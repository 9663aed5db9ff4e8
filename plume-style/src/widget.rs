//! Widget identity and the per-widget overrides the style reads.

use plume_theme::config::AutoIconColor;

/// Opaque identity of a widget.
///
/// The style only ever compares keys; it never reaches the widget through
/// one, so holding a key does not keep the widget alive.
#[derive(Debug, Clone, Copy, PartialEq, Eq, Hash, PartialOrd, Ord)]
pub struct WidgetKey(u64);

impl WidgetKey {
    /// Wrap a host-assigned widget id.
    pub const fn new(id: u64) -> Self {
        Self(id)
    }

    /// The host-assigned widget id.
    pub const fn id(self) -> u64 {
        self.0
    }
}

/// What the style may ask about a widget while painting it.
///
/// The widget tree owns everything here; the style only reads it.
pub trait WidgetContext {
    /// Identity used for animation and cache lookups.
    fn key(&self) -> WidgetKey;

    /// The parent widget, if any.
    fn parent(&self) -> Option<&dyn WidgetContext>;

    /// The widget's own icon tinting choice. [None] inherits from the parent.
    fn auto_icon_color(&self) -> Option<AutoIconColor> {
        None
    }

    /// Name of the widget's class, as the toolkit reports it.
    fn class_name(&self) -> &str;

    /// Object name given by the application.
    fn object_name(&self) -> &str {
        ""
    }
}

/// Resolve a widget's icon tinting: its own choice, then the nearest
/// ancestor's, then `default`.
pub fn resolve_auto_icon_color(widget: Option<&dyn WidgetContext>, default: AutoIconColor) -> AutoIconColor {
    let mut current = widget;
    while let Some(node) = current {
        if let Some(policy) = node.auto_icon_color() {
            return policy;
        }
        current = node.parent();
    }
    default
}

/// Whether `widget` or one of its ancestors has the given class name.
pub fn has_ancestor_of_class(widget: &dyn WidgetContext, class_name: &str) -> bool {
    let mut current = Some(widget);
    while let Some(node) = current {
        if node.class_name() == class_name {
            return true;
        }
        current = node.parent();
    }
    false
}

/// A plain widget description, for hosts without a retained widget tree.
#[derive(Debug, Clone)]
pub struct WidgetInfo {
    /// Widget identity.
    pub key: WidgetKey,
    /// Class name.
    pub class_name: String,
    /// Object name.
    pub object_name: String,
    /// Own icon tinting choice.
    pub auto_icon_color: Option<AutoIconColor>,
    /// Parent widget.
    pub parent: Option<Box<WidgetInfo>>,
}

impl WidgetInfo {
    /// Describe a widget with no parent and no overrides.
    pub fn new(key: WidgetKey, class_name: impl Into<String>) -> Self {
        Self {
            key,
            class_name: class_name.into(),
            object_name: String::new(),
            auto_icon_color: None,
            parent: None,
        }
    }

    /// Set the parent.
    pub fn with_parent(mut self, parent: WidgetInfo) -> Self {
        self.parent = Some(Box::new(parent));
        self
    }

    /// Set the object name.
    pub fn with_object_name(mut self, name: impl Into<String>) -> Self {
        self.object_name = name.into();
        self
    }

    /// Set the icon tinting choice.
    pub fn with_auto_icon_color(mut self, policy: AutoIconColor) -> Self {
        self.auto_icon_color = Some(policy);
        self
    }
}

impl WidgetContext for WidgetInfo {
    fn key(&self) -> WidgetKey {
        self.key
    }

    fn parent(&self) -> Option<&dyn WidgetContext> {
        self.parent.as_deref().map(|parent| parent as &dyn WidgetContext)
    }

    fn auto_icon_color(&self) -> Option<AutoIconColor> {
        self.auto_icon_color
    }

    fn class_name(&self) -> &str {
        &self.class_name
    }

    fn object_name(&self) -> &str {
        &self.object_name
    }
}

#[cfg(test)]
mod tests {
    use super::*;

    fn tree() -> WidgetInfo {
        let window = WidgetInfo::new(WidgetKey::new(1), "Window")
            .with_auto_icon_color(AutoIconColor::TextColor);
        let toolbar = WidgetInfo::new(WidgetKey::new(2), "ToolBar").with_parent(window);
        WidgetInfo::new(WidgetKey::new(3), "ToolButton").with_parent(toolbar)
    }

    #[test]
    fn own_choice_wins() {
        let button = tree().with_auto_icon_color(AutoIconColor::ForegroundColor);
        assert_eq!(
            resolve_auto_icon_color(Some(&button), AutoIconColor::None),
            AutoIconColor::ForegroundColor
        );
    }

    #[test]
    fn inherits_from_ancestor() {
        let button = tree();
        assert_eq!(
            resolve_auto_icon_color(Some(&button), AutoIconColor::None),
            AutoIconColor::TextColor
        );
    }

    #[test]
    fn falls_back_to_default() {
        let lone = WidgetInfo::new(WidgetKey::new(4), "Label");
        assert_eq!(
            resolve_auto_icon_color(Some(&lone), AutoIconColor::ForegroundColor),
            AutoIconColor::ForegroundColor
        );
        assert_eq!(
            resolve_auto_icon_color(None, AutoIconColor::ForegroundColor),
            AutoIconColor::ForegroundColor
        );
    }

    #[test]
    fn ancestor_class_lookup() {
        let button = tree();
        assert!(has_ancestor_of_class(&button, "ToolBar"));
        assert!(has_ancestor_of_class(&button, "ToolButton"));
        assert!(!has_ancestor_of_class(&button, "MenuBar"));
    }
}
//! Toolkit-specific special cases.
//!
//! Some widgets can only be recognized by their class or object name. All of
//! those checks live behind [ToolkitQuirks] so the resolver and the animation
//! manager never see them.

use crate::widget::{has_ancestor_of_class, WidgetContext};

/// Widget recognition the facade needs but the option data does not carry.
pub trait ToolkitQuirks {
    /// A small icon button embedded in a line edit, such as a clear button.
    /// These draw no background and no focus ring.
    fn is_line_edit_icon_button(&self, _widget: &dyn WidgetContext) -> bool {
        false
    }

    /// A button inside a tab bar, such as a close or scroll button.
    fn is_tab_bar_button(&self, _widget: &dyn WidgetContext) -> bool {
        false
    }

    /// A widget that paints its own focus indication.
    fn draws_own_focus(&self, _widget: &dyn WidgetContext) -> bool {
        false
    }
}

/// No special cases.
#[derive(Debug, Clone, Copy, Default)]
pub struct NoQuirks;

impl ToolkitQuirks for NoQuirks {}

/// Recognizes widgets by class name.
#[derive(Debug, Clone)]
pub struct ClassNameQuirks {
    /// Class of buttons embedded in line edits.
    pub line_edit_icon_button: String,
    /// Class of tab bars.
    pub tab_bar: String,
    /// Classes painting their own focus indication.
    pub own_focus: Vec<String>,
}

impl Default for ClassNameQuirks {
    fn default() -> Self {
        Self {
            line_edit_icon_button: "LineEditIconButton".to_string(),
            tab_bar: "TabBar".to_string(),
            own_focus: vec!["ItemView".to_string(), "TextEdit".to_string()],
        }
    }
}

impl ToolkitQuirks for ClassNameQuirks {
    fn is_line_edit_icon_button(&self, widget: &dyn WidgetContext) -> bool {
        widget.class_name() == self.line_edit_icon_button
    }

    fn is_tab_bar_button(&self, widget: &dyn WidgetContext) -> bool {
        widget
            .parent()
            .is_some_and(|parent| has_ancestor_of_class(parent, &self.tab_bar))
    }

    fn draws_own_focus(&self, widget: &dyn WidgetContext) -> bool {
        self.own_focus.iter().any(|class| class == widget.class_name())
    }
}

#[cfg(test)]
mod tests {
    use super::*;
    use crate::widget::{WidgetInfo, WidgetKey};

    #[test]
    fn no_quirks_recognizes_nothing() {
        let widget = WidgetInfo::new(WidgetKey::new(1), "LineEditIconButton");
        assert!(!NoQuirks.is_line_edit_icon_button(&widget));
    }

    #[test]
    fn class_names() {
        let quirks = ClassNameQuirks::default();
        let tabs = WidgetInfo::new(WidgetKey::new(1), "TabBar");
        let close = WidgetInfo::new(WidgetKey::new(2), "ToolButton").with_parent(tabs);
        let clear = WidgetInfo::new(WidgetKey::new(3), "LineEditIconButton");

        assert!(quirks.is_tab_bar_button(&close));
        assert!(!quirks.is_tab_bar_button(&clear));
        assert!(quirks.is_line_edit_icon_button(&clear));
        assert!(quirks.draws_own_focus(&WidgetInfo::new(WidgetKey::new(4), "ItemView")));
    }
}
++++++++
Among the records above, find the lines where the word "ClassNameQuirks" appears and copy them.

[RESULT FOR THIS EXERCISE]
pub struct ClassNameQuirks {
impl Default for ClassNameQuirks {
impl ToolkitQuirks for ClassNameQuirks {
        let quirks = ClassNameQuirks::default();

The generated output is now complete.